TASK DETAILS | The answer is a single number: the count of lines below in which the word "JointHandle" appears.
╭─ DATA FOR THIS TASK
// Copyright 2025 eraflo
//
// Licensed under the Apache License, Version 2.0 (the "License");
// you may not use this file except in compliance with the License.
// You may obtain a copy of the License at
//
//     http://www.apache.org/licenses/LICENSE-2.0
//
// Unless required by applicable law or agreed to in writing, software
// distributed under the License is distributed on an "AS IS" BASIS,
// WITHOUT WARRANTIES OR CONDITIONS OF ANY KIND, either express or implied.
// See the License for the specific language governing permissions and
// limitations under the License.

use goo_core::agent::AgentId;
use goo_core::event::{BlobDeathInfo, EventBus, EventData};
use goo_core::math::{Aabb, Vec2};
use goo_core::physics::{BodyHandle, BodyType, ContactPhase, JointHandle};

use super::BlobParams;
use crate::physics_lane::PhysicsWorld;

/// Integrity of a healthy blob.
pub const MAX_INTEGRITY: f32 = 100.0;

const LIGHT_DAMAGE: f32 = 10.0;
const HEAVY_DAMAGE: f32 = 20.0;
const HEALTH_GAIN: f32 = 10.0;
const MIN_RADIUS_FRACTION: f32 = 0.1;

/// How hard a damaging hit was, relative to the blob's damage threshold.
#[derive(Debug, Clone, Copy, PartialEq, Eq)]
pub enum DamageTier {
    /// Above the threshold: -10 integrity, spokes shrink by 1/30 of the initial radius.
    Light,
    /// At least 1.5 times the threshold: -20 integrity, spokes shrink by 1/10.
    Heavy,
    /// At least 3 times the threshold: integrity drops to zero.
    Lethal,
}

impl DamageTier {
    /// Classifies `impulse` against `threshold`.
    ///
    /// ## Returns
    /// `None` unless `impulse > threshold`.
    pub fn classify(impulse: f32, threshold: f32) -> Option<Self> {
        if impulse.is_nan() || impulse <= threshold {
            return None;
        }
        Some(if impulse >= 3.0 * threshold {
            Self::Lethal
        } else if impulse >= 1.5 * threshold {
            Self::Heavy
        } else {
            Self::Light
        })
    }
}

/// Returns `true` when every outer body sits beyond `tolerance` of the center
/// on the same side (+x, -x, +y or -y).
///
/// A coarse heuristic: a blob whose rim has collapsed to one side of its
/// center has been torn apart.
pub fn blob_broken(center: Vec2, outer: &[Vec2], tolerance: f32) -> bool {
    if outer.is_empty() {
        return false;
    }
    let mut sides = [0usize; 4];
    for point in outer {
        let offset = *point - center;
        if offset.x > tolerance {
            sides[0] += 1;
        }
        if offset.x < -tolerance {
            sides[1] += 1;
        }
        if offset.y > tolerance {
            sides[2] += 1;
        }
        if offset.y < -tolerance {
            sides[3] += 1;
        }
    }
    sides.iter().any(|&count| count == outer.len())
}

/// State of one soft-body blob.
///
/// The center body handle doubles as the blob id. The controller owns its
/// bodies and joints and releases them in [`BlobController::destroy`].
#[derive(Debug)]
pub struct BlobController {
    params: BlobParams,
    owner: Option<AgentId>,
    center: BodyHandle,
    outer: Vec<BodyHandle>,
    spokes: Vec<JointHandle>,
    rim: Vec<JointHandle>,
    integrity: f32,
    initial_radius: f32,
    radius: f32,
    active: bool,
    destroyed: bool,
    is_main: bool,
    pending_move: Option<Vec2>,
    skin_contacts: u32,
    damage_timer: f32,
    position: Vec2,
    velocity: Vec2,
}

impl BlobController {
    pub(crate) fn new(
        params: BlobParams,
        owner: Option<AgentId>,
        center: BodyHandle,
        outer: Vec<BodyHandle>,
        spokes: Vec<JointHandle>,
        rim: Vec<JointHandle>,
    ) -> Self {
        Self {
            owner,
            center,
            outer,
            spokes,
            rim,
            integrity: params.initial_integrity.clamp(0.0, MAX_INTEGRITY),
            initial_radius: params.radius,
            radius: params.radius,
            active: false,
            destroyed: false,
            is_main: false,
            pending_move: None,
            skin_contacts: 0,
            // The first hit is never filtered.
            damage_timer: params.damage_filter_time,
            position: params.position,
            velocity: Vec2::ZERO,
            params,
        }
    }

    /// The blob id: the handle of its center body.
    pub fn id(&self) -> BodyHandle {
        self.center
    }

    /// Owner tag of the blob's bodies.
    pub fn owner(&self) -> Option<AgentId> {
        self.owner
    }

    /// Parameters the blob was built with.
    pub fn params(&self) -> &BlobParams {
        &self.params
    }

    /// Outer bodies, in ring order.
    pub fn outer_bodies(&self) -> &[BodyHandle] {
        &self.outer
    }

    /// Center-to-rim joints.
    pub fn spokes(&self) -> &[JointHandle] {
        &self.spokes
    }

    /// Center body followed by the outer bodies.
    pub fn bodies(&self) -> impl Iterator<Item = BodyHandle> + '_ {
        std::iter::once(self.center).chain(self.outer.iter().copied())
    }

    /// Whether `body` is part of this blob.
    pub fn owns_body(&self, body: BodyHandle) -> bool {
        !self.destroyed && (body == self.center || self.outer.contains(&body))
    }

    /// Remaining integrity, from 0 to [`MAX_INTEGRITY`].
    pub fn integrity(&self) -> f32 {
        self.integrity
    }

    /// Integrity as a fraction of [`MAX_INTEGRITY`].
    pub fn integrity_percent(&self) -> f32 {
        self.integrity / MAX_INTEGRITY
    }

    /// Whether a hit landed within the last damage filter window.
    pub fn is_damaged(&self) -> bool {
        self.damage_timer < self.params.damage_filter_time
    }

    /// Current spoke length.
    pub fn radius(&self) -> f32 {
        self.radius
    }

    /// Spoke length at build time.
    pub fn initial_radius(&self) -> f32 {
        self.initial_radius
    }

    /// Center position sampled on the last update.
    pub fn position(&self) -> Vec2 {
        self.position
    }

    /// Center velocity sampled on the last update.
    pub fn velocity(&self) -> Vec2 {
        self.velocity
    }

    /// Whether the blob accepts steering.
    pub fn is_active(&self) -> bool {
        self.active
    }

    /// Whether [`BlobController::destroy`] already ran.
    pub fn is_destroyed(&self) -> bool {
        self.destroyed
    }

    /// Whether this is the player's main blob.
    pub fn is_main(&self) -> bool {
        self.is_main
    }

    /// Number of contacts currently touching the blob from outside.
    pub fn skin_contacts(&self) -> u32 {
        self.skin_contacts
    }

    /// Hands control to this blob.
    ///
    /// ## Returns
    /// `false` if the blob is already destroyed.
    pub fn start_controlling(&mut self, is_main: bool) -> bool {
        if self.destroyed {
            log::warn!("Cannot control destroyed blob {}.", self.center);
            return false;
        }
        self.active = true;
        self.is_main = is_main;
        log::debug!("Controlling blob {} (main: {is_main}).", self.center);
        true
    }

    /// Leaves the blob to autonomous simulation.
    pub fn stop_controlling(&mut self) {
        self.active = false;
        self.pending_move = None;
    }

    /// Requests a move, applied on the next update that follows a physics step.
    pub fn move_blob(&mut self, direction: Vec2) {
        if self.active {
            self.pending_move = Some(direction);
        }
    }

    /// Tracks how many outside contacts touch the blob.
    pub fn on_contact(&mut self, phase: ContactPhase) {
        match phase {
            ContactPhase::Added => self.skin_contacts += 1,
            ContactPhase::Removed => self.skin_contacts = self.skin_contacts.saturating_sub(1),
            ContactPhase::Persisted | ContactPhase::Result => {}
        }
    }

    /// Advances the blob by `dt`.
    pub fn update(&mut self, dt: f32, physics: &mut PhysicsWorld) {
        if self.destroyed {
            return;
        }
        self.damage_timer += dt;

        if self.active {
            if let Some(direction) = self.pending_move {
                if physics.physics_stepped() {
                    self.pending_move = None;
                    self.apply_move(direction, physics);
                }
            }
        }

        if let Some(state) = physics.body_state(self.center) {
            self.position = state.position;
            self.velocity = state.linear_velocity;
        }

        if self.active {
            let outer: Vec<Vec2> = self
                .outer
                .iter()
                .filter_map(|body| physics.position(*body))
                .collect();
            if blob_broken(self.position, &outer, self.params.broken_tolerance) {
                log::debug!("Blob {} is broken.", self.center);
                self.integrity = 0.0;
            }
        }

        self.integrity = self.integrity.clamp(0.0, MAX_INTEGRITY);
        if self.integrity <= 0.0 && self.active {
            self.active = false;
            log::debug!("Blob {} lost all integrity.", self.center);
        }
    }

    fn apply_move(&self, direction: Vec2, physics: &mut PhysicsWorld) {
        if self.skin_contacts < self.params.min_move_contacts {
            log::trace!("Blob {} has no grip, move dropped.", self.center);
            return;
        }
        let impulse = direction.clamp_length(1.0) * self.params.move_impulse;
        for body in self.bodies() {
            physics.apply_impulse(body, impulse);
        }
    }

    /// Applies a contact impulse to the blob.
    ///
    /// ## Arguments
    /// * `impulse` - Normal impulse of the contact.
    /// * `physics` - World owning the spokes to shrink.
    ///
    /// ## Returns
    /// The tier of the hit, or `None` when it was below the threshold,
    /// inside the damage filter window or the blob is already dead.
    pub fn apply_damage(&mut self, impulse: f32, physics: &mut PhysicsWorld) -> Option<DamageTier> {
        if self.destroyed || self.integrity <= 0.0 {
            return None;
        }
        if self.damage_timer < self.params.damage_filter_time {
            return None;
        }
        let tier = DamageTier::classify(impulse, self.params.damage_force)?;
        self.damage_timer = 0.0;

        match tier {
            DamageTier::Lethal => self.integrity = 0.0,
            DamageTier::Heavy => {
                self.integrity -= HEAVY_DAMAGE;
                self.resize(-self.initial_radius / 10.0, physics);
            }
            DamageTier::Light => {
                self.integrity -= LIGHT_DAMAGE;
                self.resize(-self.initial_radius / 30.0, physics);
            }
        }
        self.integrity = self.integrity.clamp(0.0, MAX_INTEGRITY);
        if self.integrity <= 0.0 {
            self.active = false;
        }
        log::debug!(
            "Blob {} took a {tier:?} hit ({impulse:.2}), integrity {:.0}, radius {:.3}.",
            self.center,
            self.integrity,
            self.radius
        );
        Some(tier)
    }

    /// Takes `amount` of integrity without touching the spokes.
    pub fn spend_integrity(&mut self, amount: f32) {
        if self.destroyed {
            return;
        }
        self.integrity = (self.integrity - amount).clamp(0.0, MAX_INTEGRITY);
        if self.integrity <= 0.0 {
            self.active = false;
        }
    }

    /// Heals the blob and grows its spokes back toward the initial radius.
    pub fn apply_health(&mut self, physics: &mut PhysicsWorld) {
        if self.destroyed {
            return;
        }
        self.integrity = (self.integrity + HEALTH_GAIN).min(MAX_INTEGRITY);
        self.resize(self.initial_radius / 30.0, physics);
    }

    fn resize(&mut self, delta: f32, physics: &mut PhysicsWorld) {
        let floor = self.initial_radius * MIN_RADIUS_FRACTION;
        for spoke in &self.spokes {
            let current = physics.joint_length(*spoke).unwrap_or(self.radius);
            // Spokes never sit below the floor, and one step shrinks by at
            // most a tenth of the initial radius.
            debug_assert!(
                current + delta >= -1e-4,
                "negative spoke length {}",
                current + delta
            );
            let length = (current + delta).clamp(floor, self.initial_radius);
            physics.set_joint_length(*spoke, length);
            self.radius = length;
        }
        if self.spokes.is_empty() {
            self.radius = (self.radius + delta).clamp(floor, self.initial_radius);
        }
        let rim = self.params.rim_length(self.radius);
        for joint in &self.rim {
            physics.set_joint_length(*joint, rim);
        }
    }

    /// Releases the blob's joints then bodies and queues a `BlobDeath` event.
    ///
    /// ## Arguments
    /// * `affect` - Report the nearby dynamic bodies in the death event.
    ///
    /// ## Returns
    /// `false` if the blob was already destroyed.
    pub fn destroy<C>(&mut self, physics: &mut PhysicsWorld, bus: &mut EventBus<C>, affect: bool) -> bool {
        if self.destroyed {
            return false;
        }
        let position = physics.position(self.center).unwrap_or(self.position);
        let affected_bodies = if affect {
            self.affected_bodies(position, physics)
        } else {
            Vec::new()
        };

        for joint in self.spokes.drain(..).chain(self.rim.drain(..)) {
            let _ = physics.destroy_joint(joint);
        }
        for body in std::iter::once(self.center).chain(self.outer.iter().copied()) {
            let _ = physics.destroy_body(body);
        }

        self.destroyed = true;
        self.active = false;
        self.integrity = 0.0;
        self.pending_move = None;
        self.position = position;
        log::debug!(
            "Blob {} destroyed at ({:.2}, {:.2}), {} bodies affected.",
            self.center,
            position.x,
            position.y,
            affected_bodies.len()
        );

        let death = bus.stamp(EventData::BlobDeath(BlobDeathInfo {
            owner: self.owner,
            position,
            radius: self.radius,
            is_main: self.is_main,
            affected_bodies,
        }));
        if let Err(err) = bus.queue_event(death) {
            log::trace!("Blob death not published: {err}");
        }
        true
    }

    fn affected_bodies(&self, position: Vec2, physics: &PhysicsWorld) -> Vec<BodyHandle> {
        let half = self.radius * self.params.affect_radius_scale;
        let area = Aabb::from_center_half_extents(position, Vec2::new(half, half));
        physics
            .query_aabb(&area, true)
            .into_iter()
            .filter(|body| !self.owns_body(*body))
            .filter(|body| {
                physics
                    .body_state(*body)
                    .is_some_and(|state| state.body_type == BodyType::Dynamic)
            })
            .collect()
    }

    /// Center position followed by the outer positions, closed on the first
    /// outer body: a triangle fan for the presentation layer.
    pub fn outline(&self, physics: &PhysicsWorld) -> Vec<Vec2> {
        if self.destroyed {
            return Vec::new();
        }
        let mut fan = Vec::with_capacity(self.outer.len() + 2);
        fan.push(physics.position(self.center).unwrap_or(self.position));
        fan.extend(self.outer.iter().filter_map(|body| physics.position(*body)));
        if let Some(first) = fan.get(1).copied() {
            fan.push(first);
        }
        fan
    }
}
╰─
SOLVED EXERCISE | 6